---------- Recipe via Meal-Master (tm) v8.05

     Title: Chocolate Peanut Butter Terrine
Categories: Desserts
     Yield: 6 Servings

----------------------------------TERRINE----------------------------------
    11 oz Bittersweet chocolate,              4 lg Egg yolks
          -finely chopped                     4 tb Granulated sugar, divided
     4 tb Unsalted butter                 1 3/4 c  Heavy cream
     6 tb Smooth peanut butter

-----------------------------------GLAZE-----------------------------------
     4 oz Bittersweet chocolate,              5 tb Unsalted butter
          -finely chopped                     2 ts Light corn syrup

----------------------------------GARNISH----------------------------------
          Sweetened whipped cream                  -coarsely chopped*
   1/2 c  Unsalted nuts, toasted and               Chocolate curls

 *To roast peanuts, position a rack in the center of the oven and preheat to
 350 degrees F. Spread peanuts in a single layer on a baking sheet and roast
 5 to 8 minutes, or until fragrant.
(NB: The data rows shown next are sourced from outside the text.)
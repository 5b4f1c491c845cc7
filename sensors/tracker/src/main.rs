mod platform;

use esp_idf_hal::{delay::FreeRtos, peripherals::Peripherals};
use esp_idf_svc::{eventloop::EspSystemEventLoop, nvs::EspDefaultNvsPartition, sntp::EspSntp};
use log::{info, warn};
use modest_iot::{TrackerConfig, TrackingDevice};
use platform::EspPlatform;

/// Main loop idle between device ticks; the device gates itself
const LOOP_IDLE_MS: u32 = 10;

fn main() -> Result<(), Box<dyn std::error::Error>> {
    esp_idf_svc::sys::link_patches();
    esp_idf_svc::log::EspLogger::initialize_default();

    let config = TrackerConfig::from_env()?;

    info!("=== Modest IoT Tracking Device ===");
    info!(
        "Device: {}, SSID: {}, update every {}ms (GPS {}ms, RFID {}ms)",
        config.network.device_id,
        config.network.wifi_ssid,
        config.timing.update_interval_ms,
        config.timing.gps_interval_ms,
        config.timing.rfid_interval_ms
    );

    let peripherals = Peripherals::take()?;
    let sysloop = EspSystemEventLoop::take()?;
    let nvs = EspDefaultNvsPartition::take().ok();

    let hardware = platform::hardware(
        peripherals.uart1,
        peripherals.modem,
        sysloop,
        nvs,
        &config.pins,
    )?;

    let mut device = TrackingDevice::<EspPlatform>::new(&config, hardware);
    device.initialize();

    // Record timestamps come from system time, keep SNTP running for the
    // lifetime of the loop
    let _sntp = match EspSntp::new_default() {
        Ok(sntp) => Some(sntp),
        Err(e) => {
            warn!("SNTP unavailable, timestamps start at the epoch: {:?}", e);
            None
        }
    };

    info!("Entering main loop");
    loop {
        device.update();
        FreeRtos::delay_ms(LOOP_IDLE_MS);
    }
}
/// GPS sensor: drains the UART into the NMEA decoder and raises
/// `Event::GpsData` when a new, different fix is accepted
use embedded_io::{Read, ReadReady};
use log::{debug, info, warn};
use neo6m::NmeaParser;

use crate::clock::{elapsed_ms, iso8601, Clock};
use crate::dispatch::{Event, EventHandler};
use crate::sensors::{Pin, Sensor};

pub const DEFAULT_GPS_INTERVAL_MS: u64 = 10_000;

const READ_CHUNK: usize = 64;

/// Last accepted GPS reading
#[derive(Debug, Clone, Default, PartialEq)]
pub struct GpsData {
    pub latitude: f64,
    pub longitude: f64,
    /// When false the coordinates are meaningless and must not be sent
    pub is_valid: bool,
    /// UTC time of acceptance, `YYYY-MM-DDTHH:MM:SSZ`
    pub timestamp: String,
}

pub struct GpsSensor<S> {
    serial: S,
    parser: NmeaParser,
    last_valid_data: GpsData,
    update_interval_ms: u64,
    last_update_ms: u64,
}

impl<S: Read + ReadReady> GpsSensor<S> {
    pub fn new(serial: S, update_interval_ms: u64) -> Self {
        Self {
            serial,
            parser: NmeaParser::new(),
            last_valid_data: GpsData::default(),
            update_interval_ms,
            last_update_ms: 0,
        }
    }

    /// Latest snapshot (invalid until the first fix is accepted)
    pub fn last_data(&self) -> &GpsData {
        &self.last_valid_data
    }

    /// A fix has been accepted and the receiver still reports a valid position
    pub fn has_valid_fix(&self) -> bool {
        self.last_valid_data.is_valid && self.parser.has_fix()
    }

    pub fn update_interval_ms(&self) -> u64 {
        self.update_interval_ms
    }

    /// Feed every byte that is ready right now, never waits
    fn drain_serial(&mut self) {
        let mut buf = [0u8; READ_CHUNK];
        loop {
            match self.serial.read_ready() {
                Ok(true) => {}
                Ok(false) => break,
                Err(e) => {
                    warn!("GPS UART status error: {:?}", e);
                    break;
                }
            }

            match self.serial.read(&mut buf) {
                Ok(0) => break,
                Ok(n) => {
                    for &byte in &buf[..n] {
                        self.parser.feed_byte(byte);
                    }
                }
                Err(e) => {
                    warn!("GPS UART read error: {:?}", e);
                    break;
                }
            }
        }
    }
}

impl<S: Read + ReadReady> Sensor for GpsSensor<S> {
    fn pin(&self) -> Option<Pin> {
        // UART attached, no single GPIO
        None
    }

    fn update(&mut self, clock: &dyn Clock, events: &mut dyn EventHandler) {
        self.drain_serial();

        // The updated flag stays pending until the interval gate opens
        if !self.parser.location_updated()
            || elapsed_ms(clock, self.last_update_ms) <= self.update_interval_ms
        {
            return;
        }

        let location = self.parser.take_location();
        if !location.valid {
            return;
        }

        let stored = &self.last_valid_data;
        if stored.is_valid && location.lat == stored.latitude && location.lon == stored.longitude
        {
            debug!("GPS fix unchanged, no event");
            return;
        }

        self.last_valid_data = GpsData {
            latitude: location.lat,
            longitude: location.lon,
            is_valid: true,
            timestamp: iso8601(clock.unix_time()),
        };
        self.last_update_ms = clock.millis();

        info!(
            "GPS fix accepted: {:.6}, {:.6} at {}",
            location.lat, location.lon, self.last_valid_data.timestamp
        );
        events.on(Event::GpsData);
    }
}

#[cfg(test)]
mod tests {
    use super::*;
    use crate::dispatch::EventQueue;
    use crate::sim::{rmc_sentence, ManualClock, ScriptedSerial};

    const START_UNIX: i64 = 1_742_733_300;

    fn sensor(interval_ms: u64) -> (GpsSensor<ScriptedSerial>, ScriptedSerial, ManualClock) {
        let serial = ScriptedSerial::new();
        let clock = ManualClock::new(START_UNIX);
        (GpsSensor::new(serial.clone(), interval_ms), serial, clock)
    }

    fn poll(sensor: &mut GpsSensor<ScriptedSerial>, clock: &ManualClock) -> Vec<Event> {
        let mut queue = EventQueue::new();
        sensor.update(clock, &mut queue);
        queue.drain().collect()
    }

    #[test]
    fn test_no_data_no_event() {
        let (mut gps, _serial, clock) = sensor(1000);
        clock.advance(5000);
        assert!(poll(&mut gps, &clock).is_empty());
        assert!(!gps.last_data().is_valid);
        assert!(!gps.has_valid_fix());
    }

    #[test]
    fn test_first_fix_after_interval_raises_event() {
        let (mut gps, serial, clock) = sensor(1000);
        clock.advance(1001);
        serial.push_str(&rmc_sentence(40.0, -3.0));

        assert_eq!(poll(&mut gps, &clock), vec![Event::GpsData]);
        let data = gps.last_data();
        assert!(data.is_valid);
        assert_eq!(data.latitude, 40.0);
        assert_eq!(data.longitude, -3.0);
        assert_eq!(data.timestamp, "2025-03-23T12:35:01Z");
        assert!(gps.has_valid_fix());
        assert_eq!(serial.pending(), 0);
    }

    #[test]
    fn test_interval_gate_is_strict() {
        let (mut gps, serial, clock) = sensor(1000);
        clock.advance(1000);
        serial.push_str(&rmc_sentence(40.0, -3.0));
        assert!(poll(&mut gps, &clock).is_empty());

        // Pending location is picked up once the gate opens
        clock.advance(1);
        assert_eq!(poll(&mut gps, &clock), vec![Event::GpsData]);
    }

    #[test]
    fn test_identical_fix_is_not_reported_twice() {
        let (mut gps, serial, clock) = sensor(1000);
        clock.advance(2000);
        serial.push_str(&rmc_sentence(40.0, -3.0));
        assert_eq!(poll(&mut gps, &clock).len(), 1);

        clock.advance(2000);
        serial.push_str(&rmc_sentence(40.0, -3.0));
        assert!(poll(&mut gps, &clock).is_empty());
    }

    #[test]
    fn test_changed_fix_inside_interval_waits() {
        let (mut gps, serial, clock) = sensor(1000);
        clock.advance(2000);
        serial.push_str(&rmc_sentence(40.0, -3.0));
        assert_eq!(poll(&mut gps, &clock).len(), 1);

        clock.advance(500);
        serial.push_str(&rmc_sentence(40.5, -3.0));
        assert!(poll(&mut gps, &clock).is_empty());
        assert_eq!(gps.last_data().latitude, 40.0);

        clock.advance(501);
        assert_eq!(poll(&mut gps, &clock), vec![Event::GpsData]);
        assert_eq!(gps.last_data().latitude, 40.5);
    }

    #[test]
    fn test_longitude_only_change_is_reported() {
        let (mut gps, serial, clock) = sensor(0);
        clock.advance(1);
        serial.push_str(&rmc_sentence(40.0, -3.0));
        assert_eq!(poll(&mut gps, &clock).len(), 1);

        clock.advance(1);
        serial.push_str(&rmc_sentence(40.0, -3.5));
        assert_eq!(poll(&mut gps, &clock).len(), 1);
        assert_eq!(gps.last_data().longitude, -3.5);
    }

    #[test]
    fn test_void_fix_keeps_last_snapshot() {
        let (mut gps, serial, clock) = sensor(0);
        clock.advance(1);
        serial.push_str(&rmc_sentence(40.0, -3.0));
        assert_eq!(poll(&mut gps, &clock).len(), 1);

        clock.advance(1);
        serial.push_str("$GPRMC,123519,V,,,,,,,230325,,\r\n");
        assert!(poll(&mut gps, &clock).is_empty());
        assert!(gps.last_data().is_valid);
        assert!(!gps.has_valid_fix());
    }

    #[test]
    fn test_void_sentence_does_not_drop_pending_fix() {
        let (mut gps, serial, clock) = sensor(1000);
        serial.push_str(&rmc_sentence(40.0, -3.0));
        serial.push_str("$GPRMC,123519,V,,,,,,,230325,,\r\n");
        assert!(poll(&mut gps, &clock).is_empty());

        clock.advance(1001);
        assert_eq!(poll(&mut gps, &clock), vec![Event::GpsData]);
        assert_eq!(gps.last_data().latitude, 40.0);
        assert!(!gps.has_valid_fix());
    }

    #[test]
    fn test_gps_has_no_pin() {
        let (gps, _serial, _clock) = sensor(1000);
        assert_eq!(gps.pin(), None);
        assert_eq!(gps.update_interval_ms(), 1000);
    }
}
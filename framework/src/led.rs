/// Status LED actuator driven by on/off/toggle commands
use embedded_hal::digital::OutputPin;
use log::{debug, warn};

use crate::dispatch::{Command, CommandHandler};

pub struct Led<P> {
    pin: P,
    state: bool,
}

impl<P: OutputPin> Led<P> {
    /// Take the pin and drive it to `initial_state` immediately
    pub fn new(pin: P, initial_state: bool) -> Self {
        let mut led = Self {
            pin,
            state: initial_state,
        };
        led.apply();
        led
    }

    /// Last commanded level (true = lit)
    pub fn state(&self) -> bool {
        self.state
    }

    pub fn set_state(&mut self, on: bool) {
        self.state = on;
        self.apply();
    }

    pub fn turn_on(&mut self) {
        self.set_state(true);
    }

    pub fn turn_off(&mut self) {
        self.set_state(false);
    }

    pub fn toggle(&mut self) {
        self.set_state(!self.state);
    }

    fn apply(&mut self) {
        let result = if self.state {
            self.pin.set_high()
        } else {
            self.pin.set_low()
        };
        // A stuck LED is cosmetic, keep running
        if let Err(e) = result {
            warn!("LED pin write failed: {:?}", e);
        }
    }
}

impl<P: OutputPin> CommandHandler for Led<P> {
    fn handle(&mut self, command: Command) {
        match command {
            Command::ToggleLed => self.toggle(),
            Command::TurnOn => self.turn_on(),
            Command::TurnOff => self.turn_off(),
            other => debug!("LED ignores {:?}", other),
        }
    }
}
#[cfg(test)]
mod tests {
    use super::*;
    use crate::clock::Clock;
    use crate::sim::{ManualClock, RecordingHttp, SimWifi, SimWifiError};

    type Handler = CommunicationHandler<SimWifi, RecordingHttp, ManualClock>;

    fn network() -> NetworkConfig {
        NetworkConfig {
            wifi_ssid: "Wokwi-GUEST".to_string(),
            wifi_password: String::new(),
            tracking_endpoint: "https://example.com/api/v1/tracking".to_string(),
            rfid_endpoint: "https://example.com/api/v1/rfid".to_string(),
            device_id: "tracker-001".to_string(),
        }
    }

    fn handler(wifi: &SimWifi) -> (Handler, RecordingHttp, ManualClock) {
        let http = RecordingHttp::new();
        let clock = ManualClock::new(0);
        let comms = CommunicationHandler::new(
            &network(),
            &TimingConfig::default(),
            wifi.clone(),
            http.clone(),
            clock.clone(),
        );
        (comms, http, clock)
    }

    fn connected() -> (Handler, RecordingHttp, ManualClock, SimWifi) {
        let wifi = SimWifi::new();
        let (mut comms, http, clock) = handler(&wifi);
        comms.connect_to_wifi().unwrap();
        (comms, http, clock, wifi)
    }

    fn fix(lat: f64, lon: f64) -> GpsData {
        GpsData {
            latitude: lat,
            longitude: lon,
            is_valid: true,
            timestamp: "2025-03-23T12:35:19Z".to_string(),
        }
    }

    fn scan(code: &str) -> RfidData {
        RfidData {
            rfid_code: code.to_string(),
            scan_type: "ENTRY".to_string(),
            is_valid: true,
        }
    }

    #[test]
    fn test_connect_immediately() {
        let wifi = SimWifi::new();
        let (mut comms, _http, clock) = handler(&wifi);
        assert!(!comms.is_wifi_connected());

        assert_eq!(comms.connect_to_wifi(), Ok(()));
        assert!(comms.is_wifi_connected());
        assert_eq!(wifi.begin_calls(), 1);
        assert!(clock.delays().is_empty());
    }

    #[test]
    fn test_connect_after_retries() {
        let wifi = SimWifi::new();
        wifi.set_connect_after_polls(3);
        let (mut comms, _http, clock) = handler(&wifi);

        assert_eq!(comms.connect_to_wifi(), Ok(()));
        assert_eq!(clock.delays(), vec![500, 500, 500]);
    }

    #[test]
    fn test_connect_gives_up_after_twenty_attempts() {
        let wifi = SimWifi::unreachable();
        let (mut comms, _http, clock) = handler(&wifi);

        assert_eq!(
            comms.connect_to_wifi(),
            Err(CommsError::WifiTimeout { attempts: 20 })
        );
        assert_eq!(clock.delays(), vec![500; 20]);
        assert_eq!(clock.millis(), 10_000);
        assert!(!comms.is_wifi_connected());
    }

    #[test]
    fn test_connect_on_last_allowed_attempt() {
        let wifi = SimWifi::new();
        wifi.set_connect_after_polls(20);
        let (mut comms, _http, clock) = handler(&wifi);

        assert_eq!(comms.connect_to_wifi(), Ok(()));
        assert_eq!(clock.delays(), vec![500; 20]);
        assert!(comms.is_wifi_connected());
    }

    #[test]
    fn test_link_one_poll_too_late_is_a_timeout() {
        let wifi = SimWifi::new();
        wifi.set_connect_after_polls(21);
        let (mut comms, _http, clock) = handler(&wifi);

        assert_eq!(
            comms.connect_to_wifi(),
            Err(CommsError::WifiTimeout { attempts: 20 })
        );
        assert_eq!(clock.delays(), vec![500; 20]);
        assert!(!comms.is_wifi_connected());
    }

    #[test]
    fn test_refused_begin_reports_station_error() {
        let wifi = SimWifi::new();
        wifi.fail_begin_with("invalid ssid");
        let (mut comms, http, clock) = handler(&wifi);

        assert_eq!(
            comms.connect_to_wifi(),
            Err(CommsError::Station(format!(
                "{:?}",
                SimWifiError("invalid ssid".to_string())
            )))
        );
        assert!(clock.delays().is_empty());
        assert!(!comms.is_wifi_connected());
        assert!(matches!(
            comms.send_gps_data(&fix(40.0, -3.0)),
            Err(SendError::NotConnected)
        ));
        assert_eq!(http.post_count(), 0);
    }

    #[test]
    fn test_refused_reconnect_clears_connected_state() {
        let (mut comms, http, _clock, wifi) = connected();
        wifi.fail_begin_with("driver stopped");

        assert!(matches!(
            comms.connect_to_wifi(),
            Err(CommsError::Station(_))
        ));
        assert!(!comms.is_wifi_connected());
        assert!(matches!(
            comms.send_gps_data(&fix(40.0, -3.0)),
            Err(SendError::NotConnected)
        ));
        assert!(matches!(
            comms.send_rfid_data(&scan("RFID001")),
            Err(SendError::NotConnected)
        ));
        assert_eq!(http.post_count(), 0);
        assert_eq!(comms.record_id(), 1);
    }

    #[test]
    fn test_is_connected_tracks_link() {
        let (comms, _http, _clock, wifi) = connected();
        assert!(comms.is_wifi_connected());
        wifi.drop_link();
        assert!(!comms.is_wifi_connected());
    }

    #[test]
    fn test_check_connection_reconnects() {
        let (mut comms, _http, _clock, wifi) = connected();

        assert_eq!(comms.check_connection(), Ok(()));
        assert_eq!(wifi.disconnect_calls(), 0);
        assert_eq!(wifi.begin_calls(), 1);

        wifi.drop_link();
        assert_eq!(comms.check_connection(), Ok(()));
        assert_eq!(wifi.disconnect_calls(), 1);
        assert_eq!(wifi.begin_calls(), 2);
        assert!(comms.is_wifi_connected());
    }

    #[test]
    fn test_check_connection_keeps_failing_while_unreachable() {
        let (mut comms, _http, _clock, wifi) = connected();
        wifi.set_reachable(false);

        for round in 1..=3 {
            assert!(matches!(
                comms.check_connection(),
                Err(CommsError::WifiTimeout { .. })
            ));
            assert_eq!(wifi.disconnect_calls(), round);
        }
        assert!(!comms.is_wifi_connected());
    }

    #[test]
    fn test_gps_record_shape() {
        let (mut comms, http, _clock, _wifi) = connected();

        assert_eq!(comms.send_gps_data(&fix(40.0, -3.0)).unwrap(), 200);

        let posts = http.posts();
        assert_eq!(posts.len(), 1);
        let post = &posts[0];
        assert_eq!(post.url, "https://example.com/api/v1/tracking");
        assert_eq!(post.header("content-type"), Some("application/json"));
        assert!(post.body.starts_with("{\"id\":1,\"device_id\":\"tracker-001\""));

        let json = post.json();
        assert_eq!(json["id"], 1);
        assert_eq!(json["device_id"], "tracker-001");
        assert_eq!(json["created_at"], "2025-03-23T12:35:19Z");
        assert_eq!(json["latitude"], 40.0);
        assert_eq!(json["longitude"], -3.0);
    }

    #[test]
    fn test_rfid_scan_shape() {
        let (mut comms, http, _clock, _wifi) = connected();

        assert_eq!(comms.send_rfid_data(&scan("XX01X")).unwrap(), 200);

        let posts = http.posts();
        assert_eq!(posts[0].url, "https://example.com/api/v1/rfid");
        assert_eq!(posts[0].body, r#"{"rfidCode":"XX01X","scanType":"ENTRY"}"#);
        assert_eq!(comms.record_id(), 1);
    }

    #[test]
    fn test_invalid_data_does_no_io() {
        let (mut comms, http, _clock, _wifi) = connected();

        let mut gps = fix(40.0, -3.0);
        gps.is_valid = false;
        assert!(matches!(comms.send_gps_data(&gps), Err(SendError::InvalidData)));

        let mut rfid = scan("XX01X");
        rfid.is_valid = false;
        assert!(matches!(comms.send_rfid_data(&rfid), Err(SendError::InvalidData)));

        assert_eq!(http.post_count(), 0);
        assert_eq!(comms.record_id(), 1);
    }

    #[test]
    fn test_disconnected_sends_do_no_io() {
        let wifi = SimWifi::new();
        let (mut comms, http, _clock) = handler(&wifi);

        assert!(matches!(
            comms.send_rfid_data(&scan("XX01X")),
            Err(SendError::NotConnected)
        ));
        assert!(matches!(
            comms.send_gps_data(&fix(40.0, -3.0)),
            Err(SendError::NotConnected)
        ));
        assert_eq!(http.post_count(), 0);
    }

    #[test]
    fn test_record_id_advances_on_failed_posts() {
        let (mut comms, http, _clock, _wifi) = connected();

        comms.send_gps_data(&fix(40.0, -3.0)).unwrap();
        http.fail_with("connection refused");
        assert!(matches!(
            comms.send_gps_data(&fix(40.1, -3.0)),
            Err(SendError::Transport(_))
        ));
        http.respond_with(200);
        comms.send_gps_data(&fix(40.2, -3.0)).unwrap();

        let ids: Vec<_> = http.posts().iter().map(|p| p.json()["id"].clone()).collect();
        assert_eq!(ids, vec![1, 2, 3]);
        assert_eq!(comms.record_id(), 4);
    }

    #[test]
    fn test_error_status_still_counts_as_sent() {
        let (mut comms, http, _clock, _wifi) = connected();

        http.respond_with(404);
        assert_eq!(comms.send_rfid_data(&scan("YY02Y")).unwrap(), 404);
        http.respond_with(503);
        assert_eq!(comms.send_gps_data(&fix(40.0, -3.0)).unwrap(), 503);
    }

    #[test]
    fn test_zero_status_is_transport_error() {
        let (mut comms, http, _clock, _wifi) = connected();
        http.respond_with(0);
        assert!(matches!(
            comms.send_rfid_data(&scan("ZZ03Z")),
            Err(SendError::Transport(_))
        ));
    }

    #[test]
    fn test_connect_command() {
        let wifi = SimWifi::new();
        let (mut comms, http, _clock) = handler(&wifi);

        comms.handle(Command::SendGpsData);
        assert!(!comms.is_wifi_connected());

        comms.handle(Command::ConnectWifi);
        assert!(comms.is_wifi_connected());
        assert_eq!(http.post_count(), 0);
    }
}
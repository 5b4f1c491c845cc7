/// Sensor abstraction shared by the GPS and RFID sensors
///
/// A sensor is polled every loop tick. `update` must not block: it reads
/// whatever the hardware has ready, and when new valid data is accepted it
/// raises an event into the sink it was given. The data itself stays in the
/// sensor as its latest snapshot.
use crate::clock::Clock;
use crate::dispatch::EventHandler;

/// GPIO pin number as wired on the board
pub type Pin = u8;

pub trait Sensor {
    /// Pin the sensor is attached to, if it uses a single GPIO
    fn pin(&self) -> Option<Pin>;

    /// Poll the hardware and raise an event for newly accepted data
    fn update(&mut self, clock: &dyn Clock, events: &mut dyn EventHandler);
}
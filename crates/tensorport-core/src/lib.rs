pub mod backend;
pub mod error;
pub mod param;
pub mod spec;
pub mod tensor;

pub use backend::*;
pub use error::*;
pub use param::*;
pub use spec::*;
pub use tensor::*;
Transfer the nuts to another baking
 sheet and cool completely.

 Make the chocolate peanut butter mousse:

 1. Lightly grease the bottom and sides of a 9 1/4-by-5 1/4-by-2 3/4-inch
 metal loaf pan. Line the pan with plastic wrap so that the plastic extends
 about 2 inches beyond the rim of the pan. Place the pan in the freezer. 2.
 Fill a medium saucepan one-third of the way with water and bring to a
 simmer. Place the chocolate, butter and peanut butter in a medium metal
 bowl over the simmering water and melt. When melted, set the chocolate
 mixture aside, keeping it warm. 3. In a 4 1/2-quart bowl of an electric
 mixer, using the wire whip attachment, beat the egg yolks at medium speed
 until wellblended. While continuing to beat, add 2 tablespoons of the sugar
 in a steady stream. Remove the bowl from the mixer stand and place over a
 pot of hot water. (The bottom of the bowl must touch the water.) Cook over
 medium-high heat, whisking constantly until the mixture is thick and
 tripled in volume, and registers 140 degrees F for 3 to 5 minutes on an
 instant read thermometer. Remove the bowl from the heat and whisk the
 mixture until it is room temperature. 4. Using a large rubber spatula,
 gently fold in the reserved chocolate mixture. 5. In a chilled stainless
 steel medium bowl, using a hand-held electric mixer set at medium-high
 speed, whip the cream and 2 tablespoons of the sugar until soft peaks begin
 to form. 6. Using the rubber spatula, gently fold the whipped cream into
 the chocolate mixture. 7. Carefully scrape the mousse/terrine mixture into
 the prepared terrine pan. Smooth the top with the rubber spatula. Tap the
 pan on the counter to eliminate any air bubbles. Cover the top of the
 terrine with the plastic wrap overhang. Refrigerate for at least four hours
 until set.

 Unmold the terrine:

 1. Unfold the plastic wrap from the top of the chilled terrine, and use it
 to lift the terrine out of the loaf pan. Invert the terrine onto a rack set
 on top of a cookie sheet. Remove the plastic wrap from the terrine.

 Glaze the terrine:

 1. Melt the chocolate and butter according to the directions in the
 Chocolate Melting Tips. Whisk in the corn syrup. Remove the melted
 chocolate from the double boiler and let cool for about 5 told minutes so
 it can thicken slightly. Pour the glaze over the terrine, spreading it
 evenly over the entire terrine using an offset metal cake spatula.
 Refrigerate until set, about 15 minutes.

 To serve:

 1. Slice the terrine with a hot, dry knife into 9 even slices, and then
 again in half making a total of 18 pieces. Place 3 pieces of terrine on
 each dessert plate. 2. Sprinkle with toasted peanuts over the top and sides
 of the terrine. 3. Garnish with sweetened whipped cream and chocolate
 curls.

 Emily Luchetti spent ten years at Star's Restaurant in San Francisco,
 creating desserts and breads spectacular enough to complement Jeremiah
 Tower's, outstanding cuisine. Now Luchetti has decided to devote all of her
 time to working on her second dessert book, but she leaves behind this
 extremely rich terrine combining the classic pairing of peanut butter and
 chocolate whipped into a light mousse. Chill and cover it with the rich
 chocolate glaze for a slice of Americana!